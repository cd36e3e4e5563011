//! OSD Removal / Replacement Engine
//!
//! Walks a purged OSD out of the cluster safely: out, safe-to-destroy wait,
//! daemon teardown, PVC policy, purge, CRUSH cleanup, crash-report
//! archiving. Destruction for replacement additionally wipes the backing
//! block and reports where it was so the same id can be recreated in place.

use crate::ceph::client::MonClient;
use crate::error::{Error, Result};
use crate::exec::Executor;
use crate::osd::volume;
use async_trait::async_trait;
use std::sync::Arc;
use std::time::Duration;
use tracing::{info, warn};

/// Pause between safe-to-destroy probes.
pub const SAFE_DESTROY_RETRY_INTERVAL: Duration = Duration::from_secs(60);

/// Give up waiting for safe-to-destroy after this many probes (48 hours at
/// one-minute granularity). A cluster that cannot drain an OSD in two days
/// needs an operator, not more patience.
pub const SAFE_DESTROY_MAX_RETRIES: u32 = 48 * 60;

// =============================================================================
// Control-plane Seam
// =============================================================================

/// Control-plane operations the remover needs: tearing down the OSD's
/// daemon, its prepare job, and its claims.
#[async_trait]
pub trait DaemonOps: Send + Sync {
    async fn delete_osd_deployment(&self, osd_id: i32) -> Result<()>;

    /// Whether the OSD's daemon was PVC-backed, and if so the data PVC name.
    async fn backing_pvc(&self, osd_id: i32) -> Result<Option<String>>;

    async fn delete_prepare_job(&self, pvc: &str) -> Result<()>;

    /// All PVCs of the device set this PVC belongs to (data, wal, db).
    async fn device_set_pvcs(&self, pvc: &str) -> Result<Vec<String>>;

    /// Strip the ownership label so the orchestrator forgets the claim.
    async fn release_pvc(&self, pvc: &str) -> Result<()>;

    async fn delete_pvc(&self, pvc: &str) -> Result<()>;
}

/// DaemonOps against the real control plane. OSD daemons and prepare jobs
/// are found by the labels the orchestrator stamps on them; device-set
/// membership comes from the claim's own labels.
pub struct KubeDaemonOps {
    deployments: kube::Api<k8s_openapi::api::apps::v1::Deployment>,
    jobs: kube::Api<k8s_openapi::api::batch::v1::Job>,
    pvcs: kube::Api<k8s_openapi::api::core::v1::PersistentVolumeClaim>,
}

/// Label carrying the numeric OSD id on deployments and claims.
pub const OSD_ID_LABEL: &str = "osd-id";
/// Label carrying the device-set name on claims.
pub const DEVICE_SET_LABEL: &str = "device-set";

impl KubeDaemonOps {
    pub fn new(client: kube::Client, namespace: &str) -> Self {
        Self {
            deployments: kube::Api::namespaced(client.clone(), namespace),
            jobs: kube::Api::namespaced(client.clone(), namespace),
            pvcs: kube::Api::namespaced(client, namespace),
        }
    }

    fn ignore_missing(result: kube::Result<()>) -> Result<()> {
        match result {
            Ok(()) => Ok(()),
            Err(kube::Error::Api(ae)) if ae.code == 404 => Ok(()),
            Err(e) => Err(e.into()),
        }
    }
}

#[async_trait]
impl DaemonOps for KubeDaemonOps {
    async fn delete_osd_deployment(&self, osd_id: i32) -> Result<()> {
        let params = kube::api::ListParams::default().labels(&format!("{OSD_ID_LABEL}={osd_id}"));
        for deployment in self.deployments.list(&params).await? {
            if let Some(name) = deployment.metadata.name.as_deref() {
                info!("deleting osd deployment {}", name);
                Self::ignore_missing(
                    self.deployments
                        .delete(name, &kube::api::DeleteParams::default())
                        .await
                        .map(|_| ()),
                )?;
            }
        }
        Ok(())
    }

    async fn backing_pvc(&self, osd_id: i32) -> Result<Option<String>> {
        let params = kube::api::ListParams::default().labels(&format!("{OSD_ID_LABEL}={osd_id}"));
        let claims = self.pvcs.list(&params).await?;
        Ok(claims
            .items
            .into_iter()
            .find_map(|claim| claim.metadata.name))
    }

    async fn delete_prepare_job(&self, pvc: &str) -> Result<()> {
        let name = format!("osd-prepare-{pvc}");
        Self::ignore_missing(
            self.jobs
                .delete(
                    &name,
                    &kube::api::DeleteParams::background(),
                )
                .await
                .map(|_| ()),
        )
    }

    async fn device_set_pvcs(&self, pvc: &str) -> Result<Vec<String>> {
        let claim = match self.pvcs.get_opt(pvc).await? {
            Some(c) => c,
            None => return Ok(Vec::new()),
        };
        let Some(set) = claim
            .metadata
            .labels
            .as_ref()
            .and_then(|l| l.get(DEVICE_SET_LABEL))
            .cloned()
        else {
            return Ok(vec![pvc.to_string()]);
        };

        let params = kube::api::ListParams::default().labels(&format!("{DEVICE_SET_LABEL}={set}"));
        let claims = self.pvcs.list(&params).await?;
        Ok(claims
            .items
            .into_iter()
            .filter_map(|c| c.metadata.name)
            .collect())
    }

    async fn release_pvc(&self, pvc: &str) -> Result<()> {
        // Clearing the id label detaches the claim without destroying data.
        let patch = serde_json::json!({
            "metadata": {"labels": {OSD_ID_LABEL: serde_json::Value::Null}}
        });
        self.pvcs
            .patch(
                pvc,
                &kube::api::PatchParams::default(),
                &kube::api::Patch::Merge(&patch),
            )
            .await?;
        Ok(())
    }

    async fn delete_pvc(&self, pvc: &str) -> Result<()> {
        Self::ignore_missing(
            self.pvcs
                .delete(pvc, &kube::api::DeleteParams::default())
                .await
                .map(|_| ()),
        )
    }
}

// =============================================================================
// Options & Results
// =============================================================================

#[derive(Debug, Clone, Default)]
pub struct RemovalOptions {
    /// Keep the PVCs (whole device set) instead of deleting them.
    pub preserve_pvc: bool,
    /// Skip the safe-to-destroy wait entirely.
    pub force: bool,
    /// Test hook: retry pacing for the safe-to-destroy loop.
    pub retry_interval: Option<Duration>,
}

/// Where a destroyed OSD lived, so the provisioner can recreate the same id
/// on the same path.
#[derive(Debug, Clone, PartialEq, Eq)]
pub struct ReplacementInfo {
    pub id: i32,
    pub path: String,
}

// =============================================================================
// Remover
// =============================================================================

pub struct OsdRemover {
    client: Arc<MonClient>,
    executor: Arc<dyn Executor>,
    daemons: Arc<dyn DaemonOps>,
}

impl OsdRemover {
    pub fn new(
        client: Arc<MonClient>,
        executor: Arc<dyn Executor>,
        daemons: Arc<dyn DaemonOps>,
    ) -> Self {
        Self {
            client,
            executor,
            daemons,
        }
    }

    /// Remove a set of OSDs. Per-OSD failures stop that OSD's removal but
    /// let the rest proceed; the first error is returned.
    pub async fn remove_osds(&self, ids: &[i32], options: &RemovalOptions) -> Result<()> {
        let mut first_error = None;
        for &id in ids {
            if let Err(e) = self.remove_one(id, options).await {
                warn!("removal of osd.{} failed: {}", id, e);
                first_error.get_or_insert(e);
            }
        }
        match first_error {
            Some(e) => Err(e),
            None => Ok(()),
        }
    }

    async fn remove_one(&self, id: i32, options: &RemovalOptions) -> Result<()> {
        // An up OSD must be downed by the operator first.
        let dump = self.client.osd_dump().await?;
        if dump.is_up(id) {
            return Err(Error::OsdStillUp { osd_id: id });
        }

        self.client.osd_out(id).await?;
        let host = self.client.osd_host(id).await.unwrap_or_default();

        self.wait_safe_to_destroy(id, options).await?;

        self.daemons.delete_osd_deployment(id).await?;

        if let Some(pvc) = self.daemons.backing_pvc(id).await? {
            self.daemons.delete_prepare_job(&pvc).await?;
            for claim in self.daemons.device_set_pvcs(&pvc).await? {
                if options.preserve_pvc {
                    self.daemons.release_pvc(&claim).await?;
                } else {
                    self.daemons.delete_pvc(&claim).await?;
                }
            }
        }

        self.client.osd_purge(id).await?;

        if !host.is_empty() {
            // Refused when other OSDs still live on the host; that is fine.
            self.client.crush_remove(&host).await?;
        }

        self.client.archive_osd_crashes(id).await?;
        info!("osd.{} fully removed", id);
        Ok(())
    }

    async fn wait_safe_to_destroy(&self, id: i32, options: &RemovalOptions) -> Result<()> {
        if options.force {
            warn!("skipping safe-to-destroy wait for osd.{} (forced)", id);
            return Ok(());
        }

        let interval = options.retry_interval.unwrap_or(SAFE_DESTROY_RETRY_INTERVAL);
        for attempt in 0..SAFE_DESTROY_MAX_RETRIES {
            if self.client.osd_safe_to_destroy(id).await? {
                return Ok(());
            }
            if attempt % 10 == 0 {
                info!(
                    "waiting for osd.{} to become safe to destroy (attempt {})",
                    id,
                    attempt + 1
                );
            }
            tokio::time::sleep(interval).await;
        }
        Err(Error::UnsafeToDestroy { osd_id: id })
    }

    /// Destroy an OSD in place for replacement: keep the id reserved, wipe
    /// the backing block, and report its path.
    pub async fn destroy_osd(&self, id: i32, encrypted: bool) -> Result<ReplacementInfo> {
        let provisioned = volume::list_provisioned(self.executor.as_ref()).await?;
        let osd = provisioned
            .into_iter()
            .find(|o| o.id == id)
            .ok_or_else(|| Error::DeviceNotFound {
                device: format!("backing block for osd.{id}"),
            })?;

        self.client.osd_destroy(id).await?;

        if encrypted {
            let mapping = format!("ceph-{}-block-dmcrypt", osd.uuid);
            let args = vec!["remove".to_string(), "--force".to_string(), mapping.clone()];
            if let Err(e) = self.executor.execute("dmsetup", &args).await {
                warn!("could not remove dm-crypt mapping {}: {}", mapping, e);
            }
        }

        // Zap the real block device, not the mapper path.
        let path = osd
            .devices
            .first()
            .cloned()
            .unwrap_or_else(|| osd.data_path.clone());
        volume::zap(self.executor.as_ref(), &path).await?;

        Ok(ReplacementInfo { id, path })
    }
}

...

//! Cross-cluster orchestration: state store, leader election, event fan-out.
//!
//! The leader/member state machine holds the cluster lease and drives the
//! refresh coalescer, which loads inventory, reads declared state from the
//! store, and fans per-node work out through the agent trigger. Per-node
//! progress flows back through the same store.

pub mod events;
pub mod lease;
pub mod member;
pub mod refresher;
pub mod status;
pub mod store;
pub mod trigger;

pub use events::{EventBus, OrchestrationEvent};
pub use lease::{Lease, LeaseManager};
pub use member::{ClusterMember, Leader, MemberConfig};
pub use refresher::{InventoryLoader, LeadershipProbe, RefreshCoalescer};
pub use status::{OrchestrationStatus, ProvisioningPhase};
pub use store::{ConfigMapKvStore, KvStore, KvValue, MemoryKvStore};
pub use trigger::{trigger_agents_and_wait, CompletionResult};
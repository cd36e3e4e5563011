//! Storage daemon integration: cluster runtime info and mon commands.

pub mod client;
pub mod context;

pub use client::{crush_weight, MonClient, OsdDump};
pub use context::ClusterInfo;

--

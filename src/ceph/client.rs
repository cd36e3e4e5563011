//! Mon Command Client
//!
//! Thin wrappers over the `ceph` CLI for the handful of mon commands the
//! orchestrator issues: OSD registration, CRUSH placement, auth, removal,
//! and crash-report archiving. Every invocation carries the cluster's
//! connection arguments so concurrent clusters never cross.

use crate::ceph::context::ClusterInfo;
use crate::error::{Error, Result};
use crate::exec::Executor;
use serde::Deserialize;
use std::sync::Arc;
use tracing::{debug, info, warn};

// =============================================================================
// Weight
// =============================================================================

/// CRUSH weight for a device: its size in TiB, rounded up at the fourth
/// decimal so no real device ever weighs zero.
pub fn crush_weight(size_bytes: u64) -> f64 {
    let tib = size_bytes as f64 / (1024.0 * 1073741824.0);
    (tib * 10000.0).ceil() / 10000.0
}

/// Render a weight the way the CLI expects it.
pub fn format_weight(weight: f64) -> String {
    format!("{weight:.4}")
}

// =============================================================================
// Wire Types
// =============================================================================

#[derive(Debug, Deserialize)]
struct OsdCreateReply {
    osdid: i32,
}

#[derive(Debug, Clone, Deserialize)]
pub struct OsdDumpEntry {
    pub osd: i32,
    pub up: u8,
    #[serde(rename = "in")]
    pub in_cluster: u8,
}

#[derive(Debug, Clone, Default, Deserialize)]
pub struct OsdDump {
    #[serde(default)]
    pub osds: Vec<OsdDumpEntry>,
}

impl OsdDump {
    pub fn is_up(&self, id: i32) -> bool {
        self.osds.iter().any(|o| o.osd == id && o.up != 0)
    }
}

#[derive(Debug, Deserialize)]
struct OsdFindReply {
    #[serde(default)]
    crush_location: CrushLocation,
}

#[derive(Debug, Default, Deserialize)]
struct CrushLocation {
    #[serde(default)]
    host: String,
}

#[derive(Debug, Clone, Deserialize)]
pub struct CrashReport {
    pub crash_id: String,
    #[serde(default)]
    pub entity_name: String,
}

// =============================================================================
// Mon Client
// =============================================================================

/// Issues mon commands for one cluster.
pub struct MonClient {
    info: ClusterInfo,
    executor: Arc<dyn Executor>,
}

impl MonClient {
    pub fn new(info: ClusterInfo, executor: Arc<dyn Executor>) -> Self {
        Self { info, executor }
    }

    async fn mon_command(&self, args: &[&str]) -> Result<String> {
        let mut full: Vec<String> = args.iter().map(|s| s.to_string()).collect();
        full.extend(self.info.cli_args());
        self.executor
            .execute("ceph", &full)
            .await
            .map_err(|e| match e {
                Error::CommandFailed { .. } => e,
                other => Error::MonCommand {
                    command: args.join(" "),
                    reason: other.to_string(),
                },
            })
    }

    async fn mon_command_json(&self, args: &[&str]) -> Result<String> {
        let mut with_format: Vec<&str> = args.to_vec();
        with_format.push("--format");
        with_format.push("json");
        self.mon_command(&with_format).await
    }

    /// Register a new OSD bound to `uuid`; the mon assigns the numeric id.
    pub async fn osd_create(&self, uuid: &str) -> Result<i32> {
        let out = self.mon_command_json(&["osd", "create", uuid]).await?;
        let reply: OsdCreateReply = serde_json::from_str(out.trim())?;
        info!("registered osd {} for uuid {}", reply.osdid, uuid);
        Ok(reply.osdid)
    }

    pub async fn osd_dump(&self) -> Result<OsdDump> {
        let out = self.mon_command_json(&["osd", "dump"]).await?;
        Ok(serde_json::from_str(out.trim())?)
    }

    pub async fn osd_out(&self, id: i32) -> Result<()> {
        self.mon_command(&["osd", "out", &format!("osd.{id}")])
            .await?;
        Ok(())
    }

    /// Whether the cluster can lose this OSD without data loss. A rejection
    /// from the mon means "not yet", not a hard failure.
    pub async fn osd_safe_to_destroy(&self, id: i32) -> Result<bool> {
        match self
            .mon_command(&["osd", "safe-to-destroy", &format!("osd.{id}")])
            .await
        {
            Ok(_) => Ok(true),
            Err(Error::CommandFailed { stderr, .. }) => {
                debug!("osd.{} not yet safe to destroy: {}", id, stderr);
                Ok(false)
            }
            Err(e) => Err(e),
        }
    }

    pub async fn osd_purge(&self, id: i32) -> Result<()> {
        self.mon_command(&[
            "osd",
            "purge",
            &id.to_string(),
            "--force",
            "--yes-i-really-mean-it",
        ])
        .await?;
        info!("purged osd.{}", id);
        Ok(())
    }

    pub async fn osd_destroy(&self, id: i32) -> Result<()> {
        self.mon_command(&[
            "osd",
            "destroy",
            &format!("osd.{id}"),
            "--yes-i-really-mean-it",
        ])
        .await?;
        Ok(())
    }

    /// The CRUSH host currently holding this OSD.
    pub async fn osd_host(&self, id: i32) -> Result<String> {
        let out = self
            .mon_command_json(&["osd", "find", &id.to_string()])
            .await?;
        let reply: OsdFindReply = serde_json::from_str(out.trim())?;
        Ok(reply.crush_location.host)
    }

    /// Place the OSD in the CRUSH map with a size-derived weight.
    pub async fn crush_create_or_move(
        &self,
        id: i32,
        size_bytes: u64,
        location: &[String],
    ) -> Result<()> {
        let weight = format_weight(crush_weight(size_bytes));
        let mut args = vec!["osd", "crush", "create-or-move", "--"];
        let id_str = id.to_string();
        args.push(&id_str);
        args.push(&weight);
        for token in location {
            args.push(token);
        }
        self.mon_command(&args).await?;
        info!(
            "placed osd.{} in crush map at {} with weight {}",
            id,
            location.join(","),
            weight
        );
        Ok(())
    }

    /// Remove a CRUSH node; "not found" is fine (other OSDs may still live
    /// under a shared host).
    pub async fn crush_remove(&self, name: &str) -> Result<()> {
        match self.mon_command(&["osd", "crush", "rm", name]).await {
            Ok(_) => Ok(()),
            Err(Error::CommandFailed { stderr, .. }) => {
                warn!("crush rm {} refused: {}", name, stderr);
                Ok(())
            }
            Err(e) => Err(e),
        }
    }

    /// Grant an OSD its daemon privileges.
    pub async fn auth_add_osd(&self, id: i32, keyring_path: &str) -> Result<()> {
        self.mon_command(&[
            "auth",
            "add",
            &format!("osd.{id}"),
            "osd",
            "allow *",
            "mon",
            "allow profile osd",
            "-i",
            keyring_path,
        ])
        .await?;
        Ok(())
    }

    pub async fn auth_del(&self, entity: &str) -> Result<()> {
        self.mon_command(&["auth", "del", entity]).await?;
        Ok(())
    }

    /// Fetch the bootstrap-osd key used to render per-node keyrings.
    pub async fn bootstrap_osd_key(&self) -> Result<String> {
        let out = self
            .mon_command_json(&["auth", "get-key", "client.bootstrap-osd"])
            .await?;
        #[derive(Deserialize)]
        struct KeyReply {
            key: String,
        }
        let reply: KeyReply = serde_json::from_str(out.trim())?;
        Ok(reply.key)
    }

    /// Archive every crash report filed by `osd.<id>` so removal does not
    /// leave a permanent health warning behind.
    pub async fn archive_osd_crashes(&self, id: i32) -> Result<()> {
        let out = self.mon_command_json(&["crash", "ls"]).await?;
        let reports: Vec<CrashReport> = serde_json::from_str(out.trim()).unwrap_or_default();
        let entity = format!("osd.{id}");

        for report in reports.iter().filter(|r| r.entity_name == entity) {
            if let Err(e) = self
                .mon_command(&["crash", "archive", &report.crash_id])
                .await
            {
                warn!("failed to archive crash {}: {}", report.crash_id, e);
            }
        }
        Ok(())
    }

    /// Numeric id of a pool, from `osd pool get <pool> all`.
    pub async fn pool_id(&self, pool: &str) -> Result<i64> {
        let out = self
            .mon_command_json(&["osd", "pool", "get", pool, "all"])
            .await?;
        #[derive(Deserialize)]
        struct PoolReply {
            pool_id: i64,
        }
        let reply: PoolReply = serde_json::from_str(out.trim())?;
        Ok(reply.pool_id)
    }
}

EXERCISE REQUIREMENTS: Pick out each line in the material containing "KubeDaemonOps".

EXERCISE RESULT:
pub struct KubeDaemonOps {
impl KubeDaemonOps {
impl DaemonOps for KubeDaemonOps {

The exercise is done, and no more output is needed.